Last fall, after the Supreme Court agreed to hear the Kentucky case, other pending executions nationwide were put on hold.

If the Supreme Court upholds Kentucky’s use of lethal injections, that would likely end the legal challenges across the nation and lift the moratorium on executions. However, some states could move forward on their own to change how they carry out executions.

During Monday’s argument, lawyers noted that several states, including California, were studying alternatives to the three-drug compound.

On Monday, it did not appear that the challengers would prevail in the end. With the argument going badly, Justice David H. Souter suggested the case should be sent back to Kentucky for further hearings to consider, for example, whether a single barbiturate would work better.


But that option drew few takers. “We think this court should decide the issue,” and in favor of Kentucky, said Deputy Solicitor Gen. Gregory Garre.

Otherwise, “this never ends,” Scalia said. “There will always be some claim that there is some new method of execution devised and once again executions are stayed throughout the country.”

“We agree with that,” Garre said. “Endless litigation” will follow if Kentucky’s system is declared unconstitutional, he said.

Roy Englert Jr., a Washington lawyer defending Kentucky, assured the justices that the warden’s staff handled executions in a professional way.

“Contrary to what Mr. Verrilli has suggested, Kentucky has excellent safeguards in place,” he said. For example, he said, the woman who puts the needle in a condemned man’s arm does such work daily in the prison system. She “is probably literally the best qualified human being in the Commonwealth of Kentucky to place the IV line,” he said.

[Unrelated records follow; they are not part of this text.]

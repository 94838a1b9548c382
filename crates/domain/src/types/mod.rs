//! Domain types and models
//!
//! - [`tree`]: archive tree nodes and path helpers
//! - [`selection`]: restore selections and size multiplicities
//! - [`size`]: file-size calculation jobs
//! - [`restore`]: restore jobs, requests and push-restore targets
//! - [`session`]: restore sessions and decryption credentials

pub mod restore;
pub mod selection;
pub mod session;
pub mod size;
pub mod tree;

pub use restore::{
    ExistingFiles, FilePermissions, PushRestoreAck, PushRestoreJobRequest, PushRestoreOptions,
    PushRestoreTarget, RestoreJob, RestoreJobRequest, RestoreJobState, RestoreJobStatus,
};
pub use selection::{FileSelection, SelectionDescriptor, SizeCounts};
pub use session::{DecryptionCredentials, RestoreSession, SessionSecret};
pub use size::{FileSizeReport, SizeJob, SizeJobStatus};
pub use tree::{join_path, normalize_path, NodeType, TreeNode};
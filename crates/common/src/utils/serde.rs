//! Serialization utilities for common data types
//!
//! Configuration files express every interval in milliseconds; these modules
//! map those integers onto `Duration` fields.

use std::time::Duration;

use serde::{Deserialize, Deserializer, Serializer};

/// Custom serialization module for Duration as milliseconds
///
/// # Usage
/// ```rust
/// use std::time::Duration;
///
/// use restorekit_common::duration_millis;
/// use serde::{Deserialize, Serialize};
///
/// #[derive(Serialize, Deserialize)]
/// struct Example {
///     #[serde(with = "duration_millis")]
///     timeout: Duration,
/// }
/// ```
pub mod duration_millis {
    use super::*;

    /// Serde serialization result type
    type SerializeResult<S> = Result<<S as Serializer>::Ok, <S as Serializer>::Error>;

    /// Serialize a Duration as milliseconds (u64)
    pub fn serialize<S>(duration: &Duration, serializer: S) -> SerializeResult<S>
    where
        S: Serializer,
    {
        serializer.serialize_u64(duration.as_millis() as u64)
    }

    /// Deserialize milliseconds (u64) into a Duration
    pub fn deserialize<'de, D>(deserializer: D) -> Result<Duration, D::Error>
    where
        D: Deserializer<'de>,
    {
        let millis = u64::deserialize(deserializer)?;
        Ok(Duration::from_millis(millis))
    }
}

/// Optional Duration as milliseconds; `null` or a missing field means "no
/// limit".
pub mod option_duration_millis {
    use super::*;

    type SerializeResult<S> = Result<<S as Serializer>::Ok, <S as Serializer>::Error>;

    pub fn serialize<S>(duration: &Option<Duration>, serializer: S) -> SerializeResult<S>
    where
        S: Serializer,
    {
        match duration {
            Some(duration) => serializer.serialize_some(&(duration.as_millis() as u64)),
            None => serializer.serialize_none(),
        }
    }

    pub fn deserialize<'de, D>(deserializer: D) -> Result<Option<Duration>, D::Error>
    where
        D: Deserializer<'de>,
    {
        let millis = Option::<u64>::deserialize(deserializer)?;
        Ok(millis.map(Duration::from_millis))
    }
}
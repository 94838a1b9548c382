//! # RestoreKit Infrastructure
//!
//! Infrastructure implementations of the `restorekit-core` ports.
//!
//! This crate contains:
//! - The reqwest-based HTTP transport with retry and backoff
//! - The storage service API adapter (`StorageApiClient`)
//! - The fire-and-forget request dispatcher
//! - Configuration loading and logging setup
//!
//! ## Architecture
//! - Implements traits defined in `restorekit-core`
//! - Contains all "impure" code (network, environment, files)

pub mod api;
pub mod config;
pub mod dispatch;
pub mod errors;
pub mod http;
pub mod observability;

// Re-export commonly used items
pub use api::{AccessTokenProvider, ApiError, StaticTokenProvider, StorageApiClient};
pub use dispatch::{
    AsyncRequestDispatcher, DispatchFailure, DispatchRequest, DispatchResponse, ErrorReceiver,
    FailureCause, RequestExecutor,
};
pub use errors::InfraError;
pub use http::{HttpClient, HttpClientBuilder};
pub use observability::init_logging;
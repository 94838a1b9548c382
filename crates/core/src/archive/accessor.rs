//! Entry point for restoring files out of one device archive
//!
//! `ArchiveAccessor` binds a restore session to the resolver, the size
//! poller and the job manager. Sessions are opened once by
//! [`ArchiveAccessorFactory`] and never change afterwards.

use std::collections::HashMap;
use std::sync::Arc;
use std::time::Duration;

use restorekit_domain::{
    normalize_path, DecryptionCredentials, FileSelection, FileSizeReport, PushRestoreAck,
    PushRestoreTarget, RestoreConfig, RestoreKitError, RestoreSession, Result, SessionSecret,
    SizeCounts, TreeNode,
};
use tokio_util::sync::CancellationToken;
use tracing::{debug, info, instrument, warn};

use super::path_resolver::PathResolver;
use super::ports::{ByteStream, DeviceConnectivity, RemoteTreeClient, RestoreSessionProvider};
use super::restore_job::RestoreJobManager;
use super::selection::build_file_selections;
use super::size_poller::FileSizePoller;

/// Restore operations against one device archive
pub struct ArchiveAccessor {
    session: Arc<RestoreSession>,
    resolver: PathResolver,
    size_poller: FileSizePoller,
    jobs: RestoreJobManager,
}

impl ArchiveAccessor {
    pub fn new(
        session: RestoreSession,
        client: Arc<dyn RemoteTreeClient>,
        connectivity: Arc<dyn DeviceConnectivity>,
        config: &RestoreConfig,
    ) -> Self {
        let session = Arc::new(session);
        Self {
            resolver: PathResolver::new(client.clone(), session.clone()),
            size_poller: FileSizePoller::new(
                client.clone(),
                session.device_guid.clone(),
                config.file_size_poll_interval,
            ),
            jobs: RestoreJobManager::new(client, connectivity, session.clone(), config),
            session,
        }
    }

    /// Let `token` interrupt restore polling
    pub fn with_cancellation(mut self, token: CancellationToken) -> Self {
        self.jobs = self.jobs.with_cancellation(token);
        self
    }

    pub fn session(&self) -> &RestoreSession {
        &self.session
    }

    pub fn cancellation_token(&self) -> CancellationToken {
        self.jobs.cancellation_token()
    }

    /// Restore `paths` and return the result as a byte stream.
    ///
    /// Paths are resolved strictly in order and the first failure aborts the
    /// call before any job is submitted. With `file_size_calc_timeout` set,
    /// real sizes are computed first; if that times out or fails the restore
    /// proceeds with placeholder sizes.
    ///
    /// # Errors
    /// `ArchiveFileNotFound` for the first unresolvable path, or any error
    /// from job submission, polling and streaming.
    #[instrument(skip(self, paths), fields(device_guid = %self.session.device_guid, paths = paths.len()))]
    pub async fn stream_from_backup<P: AsRef<str>>(
        &self,
        paths: &[P],
        file_size_calc_timeout: Option<Duration>,
        show_deleted: Option<bool>,
    ) -> Result<ByteStream> {
        let selections = self.prepare(paths, file_size_calc_timeout, show_deleted).await?;
        self.jobs.get_stream(&selections, show_deleted).await
    }

    /// Restore `paths` directly onto another connected device.
    ///
    /// # Errors
    /// As [`stream_from_backup`](Self::stream_from_backup), plus
    /// `DeviceNotConnected` when the accepting device is offline.
    #[instrument(skip(self, paths, target), fields(device_guid = %self.session.device_guid, paths = paths.len()))]
    pub async fn stream_to_device<P: AsRef<str>>(
        &self,
        paths: &[P],
        target: &PushRestoreTarget,
        file_size_calc_timeout: Option<Duration>,
        show_deleted: Option<bool>,
    ) -> Result<PushRestoreAck> {
        let selections = self.prepare(paths, file_size_calc_timeout, show_deleted).await?;
        self.jobs.send_stream(&selections, target, show_deleted).await
    }

    /// Sizes for archive node ids, in completion order.
    ///
    /// `Ok(None)` means the sizes are unknown, either because no timeout was
    /// given or because it ran out.
    ///
    /// # Errors
    /// Remote failures propagate.
    pub async fn get_file_sizes(
        &self,
        file_ids: &[String],
        timeout: Option<Duration>,
    ) -> Result<Option<Vec<FileSizeReport>>> {
        self.size_poller.get_file_sizes(file_ids, timeout).await
    }

    /// Cancel a previously submitted restore job on the server.
    ///
    /// # Errors
    /// Remote failures propagate.
    pub async fn cancel_restore(&self, job_id: &str) -> Result<()> {
        self.jobs.cancel(job_id).await
    }

    async fn prepare<P: AsRef<str>>(
        &self,
        paths: &[P],
        file_size_calc_timeout: Option<Duration>,
        show_deleted: Option<bool>,
    ) -> Result<Vec<FileSelection>> {
        if paths.is_empty() {
            return Err(RestoreKitError::InvalidInput("no archive paths given".into()));
        }

        let paths: Vec<String> = paths.iter().map(|p| normalize_path(p.as_ref())).collect();
        let mut nodes = Vec::with_capacity(paths.len());
        for path in &paths {
            nodes.push(self.resolver.resolve(path, show_deleted).await?);
        }

        let sizes = self.sizes_for(&nodes, file_size_calc_timeout).await;
        build_file_selections(&paths, &nodes, sizes.as_deref())
    }

    /// Sizes aligned with `nodes`, or `None` when they are unknown.
    async fn sizes_for(
        &self,
        nodes: &[TreeNode],
        timeout: Option<Duration>,
    ) -> Option<Vec<SizeCounts>> {
        if timeout.is_none() {
            return None;
        }
        let file_ids: Vec<String> = nodes.iter().filter_map(|n| n.id.clone()).collect();

        let reports = match self.size_poller.get_file_sizes(&file_ids, timeout).await {
            Ok(Some(reports)) => reports,
            Ok(None) => {
                debug!("File sizes unavailable; using placeholder counts");
                return None;
            }
            Err(err) => {
                warn!(error = %err, "File size calculation failed; using placeholder counts");
                return None;
            }
        };

        let by_id: HashMap<&str, SizeCounts> =
            reports.iter().map(|r| (r.file_id.as_str(), r.counts())).collect();
        Some(
            nodes
                .iter()
                .map(|node| {
                    node.id
                        .as_deref()
                        .and_then(|id| by_id.get(id).copied())
                        .unwrap_or(SizeCounts::PLACEHOLDER)
                })
                .collect(),
        )
    }
}

/// Opens restore sessions and builds accessors on top of them
pub struct ArchiveAccessorFactory {
    client: Arc<dyn RemoteTreeClient>,
    connectivity: Arc<dyn DeviceConnectivity>,
    sessions: Arc<dyn RestoreSessionProvider>,
    config: RestoreConfig,
}

impl ArchiveAccessorFactory {
    pub fn new(
        client: Arc<dyn RemoteTreeClient>,
        connectivity: Arc<dyn DeviceConnectivity>,
        sessions: Arc<dyn RestoreSessionProvider>,
        config: RestoreConfig,
    ) -> Self {
        Self { client, connectivity, sessions, config }
    }

    /// Open a restore session for `device_guid` on storage node `node_guid`.
    ///
    /// Private passwords and custom keys are presented directly; server
    /// managed archives fetch a data-key token first.
    ///
    /// # Errors
    /// Remote failures while fetching the token or opening the session.
    #[instrument(skip(self, credentials))]
    pub async fn create(
        &self,
        device_guid: &str,
        node_guid: &str,
        credentials: DecryptionCredentials,
    ) -> Result<ArchiveAccessor> {
        let secret = match credentials {
            DecryptionCredentials::ServerManaged => {
                SessionSecret::DataKeyToken(self.sessions.data_key_token(device_guid).await?)
            }
            DecryptionCredentials::PrivatePassword(password) => {
                SessionSecret::PrivatePassword(password)
            }
            DecryptionCredentials::EncryptionKey(key) => SessionSecret::EncryptionKey(key),
        };

        let session_id = self.sessions.create_restore_session(device_guid, &secret).await?;
        info!(session_id = %session_id, secret = secret.field_name(), "Restore session opened");

        let session = RestoreSession {
            session_id,
            device_guid: device_guid.to_string(),
            node_guid: node_guid.to_string(),
        };
        Ok(ArchiveAccessor::new(
            session,
            self.client.clone(),
            self.connectivity.clone(),
            &self.config,
        ))
    }
}
//! Storage service API adapter
//!
//! Implements the `restorekit-core` archive ports over the storage
//! service's JSON API. Every response body is wrapped in a `data` envelope
//! and every request carries a bearer token.

pub mod auth;
pub mod errors;
pub mod storage;

pub use auth::{AccessTokenProvider, StaticTokenProvider};
pub use errors::{ApiError, ApiErrorCategory};
pub use storage::StorageApiClient;
//! Error types shared by the RestoreKit crates
//!
//! `CommonError` covers the failures the shared configuration and
//! serialization code can produce. Crate-specific errors (`RestoreKitError`,
//! `ApiError`) convert from it and implement `ErrorClassification`, which
//! the dispatcher uses to grade failures when logging them.
//!
//! ```rust,ignore
//! use restorekit_common::error::{CommonError, CommonResult};
//!
//! fn parse_settings(raw: &str) -> CommonResult<Settings> {
//!     toml::from_str(raw).map_err(CommonError::from)
//! }
//! ```

use std::fmt;
use std::time::Duration;

/// Standard result type using CommonError
pub type CommonResult<T> = Result<T, CommonError>;

#[derive(Debug, Clone, PartialEq, Eq)]
pub enum CommonError {
    /// Invalid or missing configuration, optionally naming the dotted field
    Config { message: String, field: Option<String> },

    /// A payload or file could not be decoded
    Serialization { message: String, format: Option<String> },
}

impl fmt::Display for CommonError {
    fn fmt(&self, f: &mut fmt::Formatter<'_>) -> fmt::Result {
        match self {
            Self::Config { message, field: Some(field) } => {
                write!(f, "invalid configuration `{field}`: {message}")
            }
            Self::Config { message, field: None } => write!(f, "invalid configuration: {message}"),
            Self::Serialization { message, format: Some(format) } => {
                write!(f, "{format} parsing failed: {message}")
            }
            Self::Serialization { message, format: None } => write!(f, "parsing failed: {message}"),
        }
    }
}

impl std::error::Error for CommonError {}

impl CommonError {
    /// Configuration error tied to a dotted field name such as `api.base_url`
    pub fn config_field<F: Into<String>, S: Into<String>>(field: F, message: S) -> Self {
        Self::Config { message: message.into(), field: Some(field.into()) }
    }

    pub fn serialization_format<F: Into<String>, S: Into<String>>(format: F, message: S) -> Self {
        Self::Serialization { message: message.into(), format: Some(format.into()) }
    }
}

/// Uniform retry and severity questions asked of any error in the workspace
pub trait ErrorClassification {
    /// Whether repeating the same operation may succeed
    fn is_retryable(&self) -> bool;

    fn severity(&self) -> ErrorSeverity;

    fn is_critical(&self) -> bool;

    /// Delay suggested by the failure itself, if any
    fn retry_after(&self) -> Option<Duration>;
}

/// Error severity levels for logging
#[derive(Debug, Clone, Copy, PartialEq, Eq, PartialOrd, Ord)]
pub enum ErrorSeverity {
    Info,
    Warning,
    Error,
    Critical,
}

impl fmt::Display for ErrorSeverity {
    fn fmt(&self, f: &mut fmt::Formatter<'_>) -> fmt::Result {
        f.write_str(match self {
            Self::Info => "INFO",
            Self::Warning => "WARN",
            Self::Error => "ERROR",
            Self::Critical => "CRITICAL",
        })
    }
}

impl From<serde_json::Error> for CommonError {
    fn from(err: serde_json::Error) -> Self {
        Self::serialization_format("JSON", err.to_string())
    }
}

impl From<toml::de::Error> for CommonError {
    fn from(err: toml::de::Error) -> Self {
        Self::serialization_format("TOML", err.to_string())
    }
}
use crate::slot::{Slot, SlotClass};

/// Read-only lookup over the configured slots.
///
/// The registry never mutates slots; it is constructed once from whatever
/// the configuration collaborator produced and handed to the
/// [`crate::dispatcher::BootSlotDispatcher`] by reference.
#[derive(Debug, Clone)]
pub struct SlotRegistry {
    slots: Vec<Slot>,
}

impl SlotRegistry {
    pub fn new(slots: Vec<Slot>) -> Self {
        Self { slots }
    }

    /// Look up a slot by its configured name.
    pub fn by_name(&self, name: &str) -> Option<&Slot> {
        self.slots.iter().find(|s| s.name == name)
    }

    /// Look up the slot that maps to a given bootloader bootname.
    pub fn by_bootname(&self, bootname: &str) -> Option<&Slot> {
        self.slots
            .iter()
            .find(|s| s.bootname.as_deref() == Some(bootname))
    }

    /// All slots of a given class, in configuration order. Stable order
    /// is relied on by every backend's tie-break rule when priorities or
    /// attempt counts are equal.
    pub fn by_class(&self, class: SlotClass) -> impl Iterator<Item = &Slot> {
        self.slots.iter().filter(move |s| s.class == class)
    }

    pub fn rootfs_slots(&self) -> impl Iterator<Item = &Slot> {
        self.by_class(SlotClass::Rootfs)
    }

    pub fn iter(&self) -> impl Iterator<Item = &Slot> {
        self.slots.iter()
    }
}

Moreover, the warden’s team practices constantly, he said, even though the state has not carried out an execution since 1998.


The only hopeful sign for the challengers was that Justice Anthony M. Kennedy said little during the arguments. In close cases, he can tip the majority to the liberal side.

Ralph Baze, the inmate leading the challenge, was sentenced to death for having shot and killed two deputies who came to arrest him in 1992 on a felony warrant from Ohio.

The court will probably hand down a ruling in Baze vs. Rees in several months.